La femme en deuil soupira et dit : « Au début, je n'y croyais pas non plus, mais malheureusement, j'ai tout vu. Le corps de mon père a été démembré, sa tête a roulé et glissé sur le côté. Savez-vous ce que c'est que de mourir sans corps entier ? C'est ce que j'ai vécu. C'était tellement tragique… »

Le visage de Mingji se décolora soudain, et elle la fixa droit dans les yeux.

Su Xiaoying soupira et dit : « Xie Wangyi, n'en parlons plus. »

Xie Wangyi a ri et a dit : « Comment pourrais-je ne pas te le dire ? Si je ne te le dis pas, comment ma petite sœur saura-t-elle comment le Manoir de la Demi-Cuillère a été détruit ? »

Les belles lèvres de Mingji devinrent extrêmement pâles et tremblèrent légèrement. Après un long moment, elle finit par dire : « Qu'as-tu dit ? Le Manoir de la Demi-Cuillère est détruit… »

Xie Wangyi rit : « Tout le monde est mort, il ne reste qu'un manoir vide. Ce n'est pas très intéressant, n'est-ce pas ? Cet incendie était immense ; il a brûlé toute la nuit et ne s'est toujours pas éteint, haha, haha… »

Mingji se tenait bien droite, mais elle sentait que ses genoux commençaient à la faire souffrir. Elle mit longtemps à se calmer avant de demander : « Qui a fait ça ? »

Le sourire de Xie Wangyi disparut instantanément, et il dit d'une voix sévère, les dents serrées : « Qui a fait ça ? Vous devez vous souvenir fermement de ces deux noms, les graver dans votre cœur. L'un s'appelle Feng Wuhua, et l'autre Fu Wuqing ! »

« Feng Wuhua ! » Les yeux de Mingji s'écarquillèrent soudain, et elle lâcha : « Feng Wuhua ? »

Encore sous le choc de la nouvelle, elle ne remarqua pas le changement d'expression de Fu Daiyue. Son visage, d'ordinaire calme et indifférent, se figea dans une concentration extrême, puis il dit lentement

: «

Tu as commis une erreur.

»

Xie Wangyi tourna soudainement la tête et le fixa du regard en disant : « Qu'as-tu dit ? »

Fu Daiyue dit calmement, mais mot à mot : « J'ai dit que vous vous trompez. »

Xie Wangyi ricana avec mépris et dit : « Où ai-je commis une erreur ? »
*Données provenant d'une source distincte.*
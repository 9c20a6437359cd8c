//! SAC trace store
//!
//! Minimal binary SAC (v6) reader/writer: a 632-byte header of 70 f32
//! words, 40 i32 words and 192 bytes of character fields, followed by
//! `npts` f32 samples. Only evenly-sampled time-series files are handled.
//!
//! Files are written little-endian. On read the byte order is detected
//! from the `nvhdr` header word, which must be 6 under exactly one
//! interpretation.

use byteorder::{BigEndian, ByteOrder, LittleEndian};
use snafu::{ResultExt, Snafu};
use std::fs;
use std::path::{Path, PathBuf};

const NUM_FLOATS: usize = 70;
const NUM_INTS: usize = 40;
const NUM_CHARS: usize = 192;
const HEADER_BYTES: usize = NUM_FLOATS * 4 + NUM_INTS * 4 + NUM_CHARS;

/// Sentinel for unset float header words.
pub const UNDEF_F: f32 = -12345.0;
/// Sentinel for unset integer header words.
pub const UNDEF_I: i32 = -12345;

// Float word indices
const F_DELTA: usize = 0;
const F_DEPMIN: usize = 1;
const F_DEPMAX: usize = 2;
const F_B: usize = 5;
const F_E: usize = 6;
const F_O: usize = 7;
const F_A: usize = 8;
const F_T0: usize = 10;
const F_STLA: usize = 31;
const F_STLO: usize = 32;
const F_EVLA: usize = 35;
const F_EVLO: usize = 36;
const F_USER0: usize = 40;
const F_DIST: usize = 50;
const F_AZ: usize = 51;
const F_BAZ: usize = 52;
const F_DEPMEN: usize = 56;

// Integer word indices
const I_NVHDR: usize = 6;
const I_NPTS: usize = 9;
const I_IFTYPE: usize = 15;
const I_LEVEN: usize = 35;
const I_LOVROK: usize = 37;

/// `iftype` value for an evenly-sampled time series.
const ITIME: i32 = 1;

#[derive(Debug, Snafu)]
pub enum SacError {
    #[snafu(display("failed to read {}: {source}", path.display()))]
    Read { path: PathBuf, source: std::io::Error },

    #[snafu(display("failed to write {}: {source}", path.display()))]
    Write { path: PathBuf, source: std::io::Error },

    #[snafu(display("{} is too short for a SAC header ({len} bytes)", path.display()))]
    TooShort { path: PathBuf, len: usize },

    #[snafu(display("{} has no recognizable SAC header", path.display()))]
    BadHeader { path: PathBuf },

    #[snafu(display("{}: header claims {npts} samples, file holds {available}", path.display()))]
    TruncatedData { path: PathBuf, npts: usize, available: usize },

    #[snafu(display("{}: time mark {code} is unset in the header", path.display()))]
    UndefinedTimeMark { path: PathBuf, code: i32 },

    #[snafu(display("{}: cut window lies outside the recorded span", path.display()))]
    EmptyWindow { path: PathBuf },
}

/// Cut-window reference mark, by the conventional integer codes
/// (-5 `b`, -4 `e`, -3 `o`, -2 `a`, 0-9 `t0`-`t9`).
#[derive(Debug, Clone, Copy, PartialEq, Eq)]
pub enum Tmark {
    B,
    E,
    O,
    A,
    T(u8),
}

impl Tmark {
    pub fn from_code(code: i32) -> Option<Tmark> {
        match code {
            -5 => Some(Tmark::B),
            -4 => Some(Tmark::E),
            -3 => Some(Tmark::O),
            -2 => Some(Tmark::A),
            0..=9 => Some(Tmark::T(code as u8)),
            _ => None,
        }
    }

    pub fn code(self) -> i32 {
        match self {
            Tmark::B => -5,
            Tmark::E => -4,
            Tmark::O => -3,
            Tmark::A => -2,
            Tmark::T(i) => i as i32,
        }
    }

    fn float_index(self) -> usize {
        match self {
            Tmark::B => F_B,
            Tmark::E => F_E,
            Tmark::O => F_O,
            Tmark::A => F_A,
            Tmark::T(i) => F_T0 + i as usize,
        }
    }
}

/// Raw SAC header words with named accessors for the fields the pipeline
/// touches.
#[derive(Debug, Clone)]
pub struct Header {
    floats: [f32; NUM_FLOATS],
    ints: [i32; NUM_INTS],
    chars: [u8; NUM_CHARS],
}

impl Default for Header {
    fn default() -> Self {
        let mut h = Header {
            floats: [UNDEF_F; NUM_FLOATS],
            ints: [UNDEF_I; NUM_INTS],
            chars: [b' '; NUM_CHARS],
        };
        // Character fields default to the "-12345" sentinel text.
        for slot in 0..24 {
            h.chars[slot * 8..slot * 8 + 6].copy_from_slice(b"-12345");
        }
        h.ints[I_NVHDR] = 6;
        h.ints[I_IFTYPE] = ITIME;
        h.ints[I_LEVEN] = 1;
        h.ints[I_LOVROK] = 1;
        h
    }
}

impl Header {
    pub fn delta(&self) -> f32 {
        self.floats[F_DELTA]
    }
    pub fn b(&self) -> f32 {
        self.floats[F_B]
    }
    pub fn npts(&self) -> usize {
        self.ints[I_NPTS].max(0) as usize
    }
    pub fn stlo(&self) -> f32 {
        self.floats[F_STLO]
    }
    pub fn stla(&self) -> f32 {
        self.floats[F_STLA]
    }
    pub fn evlo(&self) -> f32 {
        self.floats[F_EVLO]
    }
    pub fn evla(&self) -> f32 {
        self.floats[F_EVLA]
    }
    pub fn az(&self) -> f32 {
        self.floats[F_AZ]
    }
    pub fn baz(&self) -> f32 {
        self.floats[F_BAZ]
    }

    pub fn set_delta(&mut self, v: f32) {
        self.floats[F_DELTA] = v;
    }
    pub fn set_b(&mut self, v: f32) {
        self.floats[F_B] = v;
    }
    pub fn set_station(&mut self, stlo: f32, stla: f32) {
        self.floats[F_STLO] = stlo;
        self.floats[F_STLA] = stla;
    }
    pub fn set_event(&mut self, evlo: f32, evla: f32) {
        self.floats[F_EVLO] = evlo;
        self.floats[F_EVLA] = evla;
    }
    pub fn set_az_baz(&mut self, az: f32, baz: f32) {
        self.floats[F_AZ] = az;
        self.floats[F_BAZ] = baz;
    }
    pub fn set_dist(&mut self, v: f32) {
        self.floats[F_DIST] = v;
    }
    pub fn set_user(&mut self, slot: usize, v: f32) {
        assert!(slot < 10);
        self.floats[F_USER0 + slot] = v;
    }
    pub fn user(&self, slot: usize) -> f32 {
        assert!(slot < 10);
        self.floats[F_USER0 + slot]
    }

    /// Absolute time of the given mark, or `None` when the header leaves it
    /// unset.
    pub fn time_mark(&self, tmark: Tmark) -> Option<f32> {
        let v = self.floats[tmark.float_index()];
        (v != UNDEF_F).then_some(v)
    }

    fn parse<B: ByteOrder>(raw: &[u8]) -> Header {
        let mut h = Header::default();
        for (i, f) in h.floats.iter_mut().enumerate() {
            *f = B::read_f32(&raw[i * 4..]);
        }
        let ints_off = NUM_FLOATS * 4;
        for (i, v) in h.ints.iter_mut().enumerate() {
            *v = B::read_i32(&raw[ints_off + i * 4..]);
        }
        let chars_off = ints_off + NUM_INTS * 4;
        h.chars.copy_from_slice(&raw[chars_off..chars_off + NUM_CHARS]);
        h
    }

    fn emit(&self, out: &mut Vec<u8>) {
        let mut word = [0u8; 4];
        for &f in &self.floats {
            LittleEndian::write_f32(&mut word, f);
            out.extend_from_slice(&word);
        }
        for &v in &self.ints {
            LittleEndian::write_i32(&mut word, v);
            out.extend_from_slice(&word);
        }
        out.extend_from_slice(&self.chars);
    }
}

/// One evenly-sampled trace: header plus samples.
#[derive(Debug, Clone)]
pub struct Trace {
    pub header: Header,
    pub data: Vec<f32>,
}

impl Trace {
    /// A new trace with the given samples, start time and sample interval.
    pub fn new(data: Vec<f32>, b: f32, delta: f32) -> Trace {
        let mut header = Header::default();
        header.set_delta(delta);
        header.set_b(b);
        header.ints[I_NPTS] = data.len() as i32;
        Trace { header, data }
    }

    /// Read a whole SAC file.
    pub fn read(path: &Path) -> Result<Trace, SacError> {
        let bytes = fs::read(path).context(ReadSnafu { path })?;
        if bytes.len() < HEADER_BYTES {
            return TooShortSnafu { path, len: bytes.len() }.fail();
        }
        let nvhdr_off = NUM_FLOATS * 4 + I_NVHDR * 4;
        let big_endian = if LittleEndian::read_i32(&bytes[nvhdr_off..]) == 6 {
            false
        } else if BigEndian::read_i32(&bytes[nvhdr_off..]) == 6 {
            true
        } else {
            return BadHeaderSnafu { path }.fail();
        };
        let header = if big_endian {
            Header::parse::<BigEndian>(&bytes[..HEADER_BYTES])
        } else {
            Header::parse::<LittleEndian>(&bytes[..HEADER_BYTES])
        };
        let npts = header.npts();
        let available = (bytes.len() - HEADER_BYTES) / 4;
        if available < npts {
            return TruncatedDataSnafu { path, npts, available }.fail();
        }
        let mut data = vec![0.0f32; npts];
        let raw = &bytes[HEADER_BYTES..HEADER_BYTES + npts * 4];
        if big_endian {
            BigEndian::read_f32_into(raw, &mut data);
        } else {
            LittleEndian::read_f32_into(raw, &mut data);
        }
        Ok(Trace { header, data })
    }

    /// Read a file and cut it to `[mark + t1, mark + t2]`.
    ///
    /// The cut keeps `round((t2 - t1)/delta) + 1` samples. Samples the
    /// recording does not cover are zero-filled; a window with no overlap
    /// at all is an error.
    pub fn read_cut(path: &Path, tmark: Tmark, t1: f64, t2: f64) -> Result<Trace, SacError> {
        let full = Trace::read(path)?;
        let delta = full.header.delta() as f64;
        let mark = full
            .header
            .time_mark(tmark)
            .ok_or_else(|| SacError::UndefinedTimeMark {
                path: path.to_path_buf(),
                code: tmark.code(),
            })? as f64;
        let b = full.header.b() as f64;
        let npts_cut = ((t2 - t1) / delta).round() as usize + 1;
        let i0 = ((mark + t1 - b) / delta).round() as i64;
        if i0 >= full.data.len() as i64 || i0 + npts_cut as i64 <= 0 {
            return EmptyWindowSnafu { path }.fail();
        }
        let mut data = vec![0.0f32; npts_cut];
        for (k, v) in data.iter_mut().enumerate() {
            let src = i0 + k as i64;
            if src >= 0 && (src as usize) < full.data.len() {
                *v = full.data[src as usize];
            }
        }
        let mut header = full.header;
        header.set_b((b + i0 as f64 * delta) as f32);
        header.ints[I_NPTS] = npts_cut as i32;
        Ok(Trace { header, data })
    }

    /// Write the trace little-endian, refreshing the dependent header
    /// fields (`npts`, `e`, amplitude extrema).
    pub fn write(&self, path: &Path) -> Result<(), SacError> {
        let mut header = self.header.clone();
        header.ints[I_NPTS] = self.data.len() as i32;
        if !self.data.is_empty() {
            let delta = header.delta();
            header.floats[F_E] = header.b() + (self.data.len() - 1) as f32 * delta;
            let (mut lo, mut hi, mut sum) = (f32::INFINITY, f32::NEG_INFINITY, 0.0f64);
            for &v in &self.data {
                lo = lo.min(v);
                hi = hi.max(v);
                sum += v as f64;
            }
            header.floats[F_DEPMIN] = lo;
            header.floats[F_DEPMAX] = hi;
            header.floats[F_DEPMEN] = (sum / self.data.len() as f64) as f32;
        }
        let mut bytes = Vec::with_capacity(HEADER_BYTES + self.data.len() * 4);
        header.emit(&mut bytes);
        let mut word = [0u8; 4];
        for &v in &self.data {
            LittleEndian::write_f32(&mut word, v);
            bytes.extend_from_slice(&word);
        }
        fs::write(path, bytes).context(WriteSnafu { path })
    }
}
Fu Daiyue a dit : « Cela pourrait être Feng Wuhua, mais cela ne peut pas être Fu Wuqing.

Tous le regardèrent, stupéfaits. Fu Daiyue dit calmement : « Fu Wuqing est mort il y a six ans. Comment un mort pourrait-il détruire votre manoir de Banshao ? »

Le cœur de Mingji se serra soudain, et elle demanda : « Comment sais-tu que Fu Wuqing est mort ? »

Fu Daiyue a déclaré calmement mais franchement : « Bien sûr que je le sais, car Fu Wuqing est ma mère. »

En un instant, le silence se fit. Le soleil couchant flamboyait à l'horizon, la lueur du soir était éclatante et le vent bruissait dans les feuilles des bois.

Mingji s'écria soudain : « Tu dis n'importe quoi ! Tu dis n'importe quoi ! Tu n'as pas de parents ! »

Fu Daiyue a dit calmement : « Bien sûr que j'ai un père et une mère. »

Yi Mei soupira doucement. Fu Daiyue disait vrai. Même s'il était connu comme un assassin solitaire, il restait un être humain et devait avoir des parents.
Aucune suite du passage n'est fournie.